There is no solace for these people – wherever they go, there is nothing but anguish.

Every few days we hear stories of men dying while attempting to reach the UK; even within the camp, men and women are dying from hunger, cold, and despair.

Many have lost their families, and now they are losing their friends.

This is what we must remember. It doesn’t matter whether these people are refugees or economic migrants (as many in Calais are) – call them what you will, you can never deny the fact that these people are human, just like you and me.

They deserve respect, care, support, and most importantly, humanity. No one should suffer like they have suffered: perilous journeys across the Mediterranean, nights in prison cells or sleeping rough, and months without contacting family members to tell them they are alive.

They have rights too, and those rights were put in jeopardy yesterday morning, as they have been for a long, long time.

“The Jungle is not a place to live. This is not a life,” said one man, reflecting the sentiments of all those in the camp. No one should live like they are forced to, sleeping in puddles and surrounded by discarded rubbish.

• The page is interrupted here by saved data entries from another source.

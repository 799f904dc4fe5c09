//! Interactive patch cropper: place non-overlapping fixed-size squares on
//! source images and export each one as its own image file.

pub mod logger;

pub mod app;
pub mod canvas;
pub mod cli;
pub mod controller;
pub mod error;
pub mod export;
pub mod geometry;
pub mod io;
pub mod navigator;
pub mod selection;
pub mod session;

It will take time and it will take perseverance, but one day we will realise that, no matter where someone comes from, no matter what the colour of their skin, we are all equal – the French government seems to have forgotten the importance of liberté, egalité, fraternité in their democracy.

Only then will these people be treated with the respect they deserve, and only then will we understand the power of their dreams and ambitions.

These are doctors, lawyers, scientists and civil engineers, many of whom have University degrees and once lived affluent lives.

In a sense, they are all refugees, fleeing not just war, but also shackles for their hopes. To suggest that they are all scroungers, a myth perpetuated by the right-wing press, is simply false.

An open border policy would be impractical (as has been shown by Germany’s introduction of border controls), but the least we could do is to treat these people with love in our hearts – that is all they need.

“I don’t want anything, only your good will,” one Syrian man told me a few days before his camp was ransacked.

They have suffered enough, and they may suffer in the future – refugees and migrants always have been the victims of persecution and cruelty, wherever they go.

But let’s learn a lesson from the violence of the past few days: it doesn’t have to be this way. Let’s make sure it never happens again.